Thai tangerines are different from the Western varieties are smaller and more thin-skinned yellowish-green color.
In Thailand, Mandarin with an excellent sweet and sour taste is most often used for making juice, which is sold literally on every corner from street stalls. Tangerines contain a lot of various vitamins (A, C, B1, B2, PP, P) and essential oils. Due to the high content of phytoncides, these fruits have an antimicrobial effect. Season: all year round, peak-from September to February. It has an excellent sweet and sour taste and when squeezed is an excellent soft drink. By the way, this plant was named so in China, because its fruits were available only to rich tangerines. Like the orange, the Mandarin has hybrids: tangelo (tangerine x grapefruit) - the fruit tastes like an orange; natsumikan - the same spontaneous hybrid; tangors (tangerine x orange), Satsuma Mandarin (or Satsuma) - sweet pitted Mandarin. Often used to konservirovaniya; tetrandrine; calamondin (Mandarin x kumquat); chandarany (Ichang x Satsuma mandarins). In some countries, the names "tangerine" and "tangerine" are synonymous. However, tangerines should be called yellow - fruited varieties, and tangerines-intense orange. The fruit pulp contains 7.6-8.3% sugars, 0.7-1.1% acids, 35 mg / 100 g of vitamin C. The composition of the essential oil includes α-limonene, citral, Caprylic and other aldehydes, alcohols, methyl ether of Anthranilic acid, which gives tangerine oil, fruits, leaves and young shoots a peculiar taste and smell. Tangerines are a valuable dietary product that increases appetite, improves metabolic processes and saturates the body with vitamins in the winter. Tangerines and tangerine juice have a restorative effect on the body, promote digestion, and due to their phytoncidal properties, they have an antimicrobial effect. The phytoncidal activity of the juice is manifested in its effect on pathogenic fungi that cause certain skin diseases.
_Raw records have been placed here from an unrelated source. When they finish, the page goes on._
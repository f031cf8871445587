// Copyright (c) 2026 100monkeys.ai
// SPDX-License-Identifier: AGPL-3.0

//! ACL inspection commands

use anyhow::{Context, Result};
use clap::Subcommand;
use colored::Colorize;
use std::path::PathBuf;

use aegis_host_core::domain::config::HostAgentConfig;
use aegis_host_core::domain::host::{Hostname, IpVersion};
use aegis_host_core::domain::node_repository::{DesiredState, NodeRepository};
use aegis_host_core::domain::rule_table::{render_table, FILTER_TABLE};
use aegis_host_core::infrastructure::FileNodeRepository;

#[derive(Subcommand)]
pub enum AclCommand {
    /// Print the filter table a host converges to, in iptables-restore format
    Render {
        /// Host as listed in the desired state
        hostname: String,

        /// Only render this IP version (v4 or v6)
        #[arg(long, value_name = "VERSION")]
        ip_version: Option<IpVersion>,

        /// Desired state file (default: from configuration)
        #[arg(long, value_name = "FILE")]
        desired_state: Option<PathBuf>,
    },
}

pub async fn handle_command(command: AclCommand, config_override: Option<PathBuf>) -> Result<()> {
    match command {
        AclCommand::Render {
            hostname,
            ip_version,
            desired_state,
        } => {
            let path = match desired_state {
                Some(path) => path,
                None => {
                    HostAgentConfig::load_or_default(config_override)
                        .context("Failed to load configuration")?
                        .spec
                        .desired_state
                        .path
                }
            };
            let state = FileNodeRepository::new(&path)
                .desired_state()
                .await
                .context("Failed to read desired state")?;
            print!("{}", render(&state, &Hostname::new(hostname), ip_version)?);
            Ok(())
        }
    }
}

fn render(state: &DesiredState, hostname: &Hostname, ip_version: Option<IpVersion>) -> Result<String> {
    let host = state
        .host(hostname)
        .with_context(|| format!("Host '{}' is not in the desired state", hostname))?;

    let versions = match ip_version {
        Some(version) => vec![version],
        None => IpVersion::ALL.to_vec(),
    };

    let mut out = String::new();
    for version in versions {
        out.push_str(&format!("{}\n", format!("# {} ({})", hostname, version.iptables_cmd()).dimmed()));
        out.push_str(&render_table(FILTER_TABLE, &host.acl.wanted_rules(version)));
    }
    Ok(out)
}
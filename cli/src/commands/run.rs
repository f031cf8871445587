// Copyright (c) 2026 100monkeys.ai
// SPDX-License-Identifier: AGPL-3.0

//! Foreground agent: wires the infrastructure to the fleet orchestrator and
//! runs until a shutdown signal arrives.

use anyhow::{Context, Result};
use std::net::SocketAddr;
use std::path::PathBuf;
use std::sync::Arc;
use tokio::signal;
use tokio_util::sync::CancellationToken;
use tracing::{error, info, warn};

use aegis_host_core::application::acl_maintainer::AclMaintainer;
use aegis_host_core::application::node_admin::{NodeAdmin, NodeAdminConfig};
use aegis_host_core::application::node_agent::AclNodeAgentFactory;
use aegis_host_core::application::state_updater::NodeAdminStateUpdater;
use aegis_host_core::domain::config::{HostAgentConfig, MetricsConfig};
use aegis_host_core::infrastructure::{
    DnsAddressResolver, FileNodeRepository, IptablesRuleTable, ProcessCommandExecutor,
};

pub async fn execute(config_path: Option<PathBuf>) -> Result<()> {
    let config = HostAgentConfig::load_or_default(config_path)
        .context("Failed to load configuration")?;
    config.validate().context("Configuration validation failed")?;

    info!(
        node = %config.metadata.name,
        desired_state = %config.spec.desired_state.path.display(),
        "Starting AEGIS host agent"
    );

    install_metrics_exporter(&config.spec.observability.metrics)?;

    let spec = &config.spec;
    let executor = Arc::new(ProcessCommandExecutor::from_config(&spec.firewall));
    let rule_table = Arc::new(IptablesRuleTable::new(executor));
    let maintainer = Arc::new(AclMaintainer::new(rule_table, Arc::new(DnsAddressResolver::new())));
    let factory = Arc::new(AclNodeAgentFactory::new(maintainer, spec.fleet.tick_interval));

    let node_admin = Arc::new(NodeAdmin::new(factory, NodeAdminConfig::from(&spec.fleet)));
    node_admin.start();

    let repository = Arc::new(FileNodeRepository::new(&spec.desired_state.path));
    let updater = Arc::new(NodeAdminStateUpdater::new(
        node_admin.clone(),
        repository,
        spec.desired_state.refresh_interval,
        spec.fleet.freeze_warn_after,
    ));

    let shutdown = CancellationToken::new();
    let updater_handle = updater.start(shutdown.clone());

    shutdown_signal().await;
    info!("Shutdown signal received, stopping host agent");

    shutdown.cancel();
    if let Err(e) = updater_handle.await {
        warn!(error = %e, "State updater terminated abnormally");
    }
    node_admin.stop().await;

    info!("Host agent stopped");
    Ok(())
}

fn install_metrics_exporter(metrics: &MetricsConfig) -> Result<()> {
    if !metrics.enabled {
        info!("Metrics export disabled");
        return Ok(());
    }

    let addr: SocketAddr = metrics
        .listen_address
        .parse()
        .with_context(|| format!("Invalid metrics listen address '{}'", metrics.listen_address))?;

    metrics_exporter_prometheus::PrometheusBuilder::new()
        .with_http_listener(addr)
        .install()
        .context("Failed to install Prometheus exporter")?;

    info!(listen_address = %addr, "Prometheus metrics exporter listening");
    Ok(())
}

async fn shutdown_signal() {
    let ctrl_c = async {
        if let Err(e) = signal::ctrl_c().await {
            error!(error = %e, "Failed to install Ctrl+C handler");
            std::future::pending::<()>().await;
        }
    };

    #[cfg(unix)]
    let terminate = async {
        match signal::unix::signal(signal::unix::SignalKind::terminate()) {
            Ok(mut sigterm) => {
                sigterm.recv().await;
            }
            Err(e) => {
                error!(error = %e, "Failed to install SIGTERM handler");
                std::future::pending::<()>().await;
            }
        }
    };

    #[cfg(not(unix))]
    let terminate = std::future::pending::<()>();

    tokio::select! {
        _ = ctrl_c => {},
        _ = terminate => {},
    }
}
// Copyright (c) 2026 100monkeys.ai
// SPDX-License-Identifier: AGPL-3.0
//! # Line Editing
//!
//! A [`LineEditor`] is a stateful edit policy that is shown every current line of
//! an ordered text sequence exactly once, in order, and decides per line whether
//! to keep, replace or remove it. Once all lines have been seen,
//! [`LineEditor::on_complete`] yields the lines that must be appended.
//!
//! [`edit_lines`] drives an editor over a sequence and produces the final
//! sequence plus a human-readable trail. It has no side effects; persisting the
//! result is the job of `application::rule_reconciler`.

/// Decision for a single current line.
#[derive(Debug, Clone, PartialEq, Eq)]
pub enum LineEdit {
    Keep,
    Replace(String),
    Remove,
}

pub trait LineEditor: Send {
    fn edit(&mut self, line: &str) -> LineEdit;

    /// Lines wanted but never matched against a current line.
    fn on_complete(&mut self) -> Vec<String>;
}

/// Result of running an editor over a sequence of lines.
#[derive(Debug, Clone, Default, PartialEq, Eq)]
pub struct EditedLines {
    pub lines: Vec<String>,
    /// `-removed` / `+added` entries in the order the edits were made
    pub trail: Vec<String>,
}

impl EditedLines {
    pub fn is_changed(&self) -> bool {
        !self.trail.is_empty()
    }
}

pub fn edit_lines(current: &[String], editor: &mut dyn LineEditor) -> EditedLines {
    let mut result = EditedLines {
        lines: Vec::with_capacity(current.len()),
        trail: Vec::new(),
    };

    for line in current {
        match editor.edit(line) {
            LineEdit::Keep => result.lines.push(line.clone()),
            LineEdit::Replace(replacement) => {
                if replacement != *line {
                    result.trail.push(format!("-{}", line));
                    result.trail.push(format!("+{}", replacement));
                }
                result.lines.push(replacement);
            }
            LineEdit::Remove => result.trail.push(format!("-{}", line)),
        }
    }

    for line in editor.on_complete() {
        result.trail.push(format!("+{}", line));
        result.lines.push(line);
    }

    result
}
Mandarin fruits are used fresh and for making fruit juices and compotes. As a spice, it is used in the preparation of various sweet dishes, cookies, sauces, fish, poultry, rice dishes and fruit salads. Tangerine peel is used as a substitute for orange peel in the preparation of various medicines, infusions, syrups, extracts, as well as in the food industry. When repeatedly rubbed into the skin of Mandarin juice, the skin areas affected by microsporia and trichophytia are cured. Alcohol tincture from the peel of tangerines increases appetite, softens the inflammatory secret in the bronchi and upper respiratory tract, and helps to separate sputum. In Eastern medicine, tincture of the peel, as well as its water infusion or decoction, was used for bronchitis, nausea,as an antitussive and digestive aid. Low-growing varieties of tangerines, such as unshiu, are also bred as an ornamental houseplant.
The yield is high, up to 5-6 thousand fruits per tree in a favorable season. Tangerines are the most cultivated citrus crop in China, tropical Asia, India, Japan, the Mediterranean, and the United States in Florida. Japanese frost-resistant species of unshiu is grown on the black sea coast of the Cau.